BEGIN Records supplied

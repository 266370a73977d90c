// robot/src/lib.rs - Голосовое управление двухмоторным роботом

pub mod error;
pub mod cancel;

// Железо
pub mod motors;

// Сеть, микрофон, распознавание, голос
pub mod connectivity;
pub mod audio;
pub mod stt;
pub mod tts;

pub mod config;
pub mod log;
pub mod app;

pub use app::{CommandLoop, LoopSettings, Robot, RobotParts};
pub use cancel::CancellationToken;
pub use error::{RobotError, RobotResult};
pub use stt::Command;

pub const VERSION: &str = env!("CARGO_PKG_VERSION");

END Records supplied

--- Task directions ---
Exactly as written, give the records again.

--- Response to this task ---
repository 266370a73977d90c
// robot/src/lib.rs - Голосовое управление двухмоторным роботом

pub mod error;
pub mod cancel;

// Железо
pub mod motors;

// Сеть, микрофон, распознавание, голос
pub mod connectivity;
pub mod audio;
pub mod stt;
pub mod tts;

pub mod config;
pub mod log;
pub mod app;

pub use app::{CommandLoop, LoopSettings, Robot, RobotParts};
pub use cancel::CancellationToken;
pub use error::{RobotError, RobotResult};
pub use stt::Command;

pub const VERSION: &str = env!("CARGO_PKG_VERSION");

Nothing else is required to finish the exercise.